The shelter is one of the basic needs of human beings. However, when COVID-19 unwelcomely greeted Ghanaians, it has exposed how poor the housing system is in Ghana. Closed to 4700 souls who plied their trade as Kayayes and their children were packed in a goods truck without observing social distancing returning to the north. The disturbing scene speaks volumes of the kind of housing deficit confronting us as a country.

It further tells us the kind of leaders we have leading the welfare of the citizenry. COVID-19 has seriously exposed us.

As usual, reactionary supports were rather roll out. These reactionary interventions could not be sustained towards ensuring the quality of likelihood of this human race.

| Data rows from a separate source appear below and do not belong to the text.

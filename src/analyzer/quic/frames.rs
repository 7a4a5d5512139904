/*!
QUIC variable-length integers and frame skipping.

A varint carries a 2-bit length class in its top bits and the value in the
remaining 6/14/30/62 bits. Frame skipping walks a decrypted Initial payload
frame by frame so a CRYPTO frame can be located.
*/
use crate::buffer::ByteCursor;
use crate::models::quic::*;

pub trait QuicBufExt {
    fn read_quic_varint(&mut self) -> Option<u64>;
    fn skip_quic_varint(&mut self) -> bool;
    /// Skip one frame, PADDING runs coalesced. Returns false on truncation
    /// or an unknown frame type.
    fn skip_quic_frame(&mut self) -> bool;
}

impl QuicBufExt for ByteCursor<'_> {
    fn read_quic_varint(&mut self) -> Option<u64> {
        let b1 = self.peek_u8()?;
        match b1 >> 6 {
            0 => {
                self.skip_u8();
                Some(b1 as u64 & 0x3f)
            }
            1 => Some(self.read_u16()? as u64 & 0x3fff),
            2 => Some(self.read_u32()? as u64 & 0x3fff_ffff),
            _ => Some(self.read_u64()? & 0x3fff_ffff_ffff_ffff),
        }
    }

    fn skip_quic_varint(&mut self) -> bool {
        let Some(b1) = self.peek_u8() else {
            return false;
        };
        match b1 >> 6 {
            0 => self.skip_u8(),
            1 => self.skip_u16(),
            2 => self.skip_u32(),
            _ => self.skip_u64(),
        }
    }

    fn skip_quic_frame(&mut self) -> bool {
        let Some(frame_type) = self.read_u8() else {
            return false;
        };

        match frame_type {
            QUIC_FT_PADDING => {
                // swallow the whole PADDING run in one go
                while let Some(next) = self.peek_u8() {
                    if next != QUIC_FT_PADDING {
                        return true;
                    }
                    self.skip_u8();
                }
                false
            }

            QUIC_FT_PING => true,

            QUIC_FT_ACK | QUIC_FT_ACK_ECN => {
                if !self.skip_quic_varint() {
                    return false; // Largest Acknowledged
                }
                if !self.skip_quic_varint() {
                    return false; // ACK Delay
                }
                let Some(mut count) = self.read_quic_varint() else {
                    return false; // ACK Range Count
                };
                if !self.skip_quic_varint() {
                    return false; // First ACK Range
                }
                while count > 0 {
                    if !self.skip_quic_varint() || !self.skip_quic_varint() {
                        return false; // Gap, ACK Range
                    }
                    count -= 1;
                }
                if frame_type == QUIC_FT_ACK_ECN {
                    // ECT(0), ECT(1), ECN-CE counts
                    if !self.skip_quic_varint()
                        || !self.skip_quic_varint()
                        || !self.skip_quic_varint()
                    {
                        return false;
                    }
                }
                true
            }

            QUIC_FT_RESET_STREAM => {
                self.skip_quic_varint() // Stream ID
                    && self.skip_quic_varint() // Application Error Code
                    && self.skip_quic_varint() // Final Size
            }

            QUIC_FT_STOP_SENDING => {
                self.skip_quic_varint() // Stream ID
                    && self.skip_quic_varint() // Application Error Code
            }

            QUIC_FT_CRYPTO => {
                let (Some(_offset), Some(length)) =
                    (self.read_quic_varint(), self.read_quic_varint())
                else {
                    return false;
                };
                self.skip_n(length as usize)
            }

            QUIC_FT_NEW_TOKEN => {
                let Some(length) = self.read_quic_varint() else {
                    return false;
                };
                self.skip_n(length as usize)
            }

            t if quic_frame_is_stream(t) => {
                if !self.skip_quic_varint() {
                    return false; // Stream ID
                }
                if quic_stream_has_off(t) && !self.skip_quic_varint() {
                    return false; // Offset
                }
                if quic_stream_has_len(t) {
                    let Some(length) = self.read_quic_varint() else {
                        return false;
                    };
                    return self.skip_n(length as usize);
                }
                // no Length field: the stream data consumes everything
                self.skip_n(self.left())
            }

            QUIC_FT_MAX_DATA => self.skip_quic_varint(),

            QUIC_FT_MAX_STREAM_DATA => self.skip_quic_varint() && self.skip_quic_varint(),

            QUIC_FT_MAX_STREAMS_BI | QUIC_FT_MAX_STREAMS_UNI => self.skip_quic_varint(),

            QUIC_FT_DATA_BLOCKED => self.skip_quic_varint(),

            QUIC_FT_STREAM_DATA_BLOCKED => self.skip_quic_varint() && self.skip_quic_varint(),

            QUIC_FT_STREAMS_BLOCKED_BI | QUIC_FT_STREAMS_BLOCKED_UNI => self.skip_quic_varint(),

            QUIC_FT_NEW_CONNECTION_ID => {
                if !self.skip_quic_varint() {
                    return false; // Sequence Number
                }
                if !self.skip_quic_varint() {
                    return false; // Retire Prior To
                }
                let Some(length) = self.read_u8() else {
                    return false; // Connection ID Length
                };
                self.skip_n(length as usize) // Connection ID
                    && self.skip_n(16) // Stateless Reset Token
            }

            QUIC_FT_RETIRE_CONNECTION_ID => self.skip_quic_varint(),

            QUIC_FT_PATH_CHALLENGE | QUIC_FT_PATH_RESPONSE => self.skip_u64(),

            QUIC_FT_CONNECTION_CLOSE_TPT | QUIC_FT_CONNECTION_CLOSE_APP => {
                if !self.skip_quic_varint() {
                    return false; // Error Code
                }
                if frame_type == QUIC_FT_CONNECTION_CLOSE_TPT && !self.skip_quic_varint() {
                    return false; // Frame Type
                }
                let Some(length) = self.read_quic_varint() else {
                    return false; // Reason Phrase Length
                };
                self.skip_n(length as usize)
            }

            _ => false, // unknown frame type
        }
    }
}

#[cfg(test)]
mod tests {
    use super::*;

    #[test]
    fn test_varint_classes() {
        let data = [
            0x25, // 1-byte: 37
            0x7b, 0xbd, // 2-byte: 15293
            0x9d, 0x7f, 0x3e, 0x7d, // 4-byte: 494878333
            0xc2, 0x19, 0x7c, 0x5e, 0xff, 0x14, 0xe8, 0x8c, // 8-byte
        ];
        let mut buf = ByteCursor::new(&data);
        assert_eq!(buf.read_quic_varint(), Some(37));
        assert_eq!(buf.read_quic_varint(), Some(15293));
        assert_eq!(buf.read_quic_varint(), Some(494_878_333));
        assert_eq!(buf.read_quic_varint(), Some(151_288_809_941_952_652));
        assert_eq!(buf.read_quic_varint(), None);
    }

    #[test]
    fn test_skip_padding_run() {
        let data = [0x00, 0x00, 0x00, 0x00, 0x06, 0x00, 0x01, 0xff];
        let mut buf = ByteCursor::new(&data);
        assert!(buf.skip_quic_frame());
        assert_eq!(buf.peek_u8(), Some(0x06));
    }

    #[test]
    fn test_skip_ack_then_crypto_is_reachable() {
        // ACK: largest 5, delay 0, range count 1, first range 0, gap/range 0/0
        // then a CRYPTO frame of 3 bytes
        let data = [
            0x02, 0x05, 0x00, 0x01, 0x00, 0x00, 0x00, // ACK
            0x06, 0x00, 0x03, 0xaa, 0xbb, 0xcc, // CRYPTO off=0 len=3
        ];
        let mut buf = ByteCursor::new(&data);
        assert!(buf.skip_quic_frame());
        assert_eq!(buf.peek_u8(), Some(0x06));
        assert!(buf.skip_quic_frame());
        assert!(buf.is_empty());
    }

    #[test]
    fn test_unknown_frame_type_fails() {
        let data = [0x21, 0x00];
        let mut buf = ByteCursor::new(&data);
        assert!(!buf.skip_quic_frame());
    }

    #[test]
    fn test_truncated_crypto_fails() {
        let data = [0x06, 0x00, 0x10, 0xaa]; // claims 16 bytes, has 1
        let mut buf = ByteCursor::new(&data);
        assert!(!buf.skip_quic_frame());
    }
}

Already, the Kayayes who pay tax to the local government authorities in their respective districts were sleeping on the pavements and streets of Tudu, Mala Atta market, Darkuman circle stations in Accra and in the Ashanti regions, they are found in areas like Adukrom, Sewaba, Aboabo, Dagomba line, Kejetia, Suame, Race-course among other places.

Another major challenge that the pandemic has exposed is the level of the lawlessness of the citizens. With some mentality that could best be explained by Psychologists, Ghanaians were told that the virus has no ability to cause its locomotion but rather it is humans who carry it from one place to the other. For that matter, people were to strictly adhere to restriction protocols with the hope of helping to curb the spread of the disease. However, some Ghanaians seize the opportunity to exhibit their lawlessness to the extent that a civilian slapped a military man on duty. This can be true, right?

Under normal circumstances, one would have expected the police officers to have handled this law and order scenes. But, the police have already been turned into a chewing stick by some Ghanaians. The lawlessness also manifested along with the border towns. Ghana recorded some positive cases due to some other African nationals illegally entering the country. Some of these foreign nationals have to be ferried from Togo and Burkina Faso to the Ivory Coast by Ghanaians without observing any protocols. Most of these other African nationals’ came into the country through unapproved roots.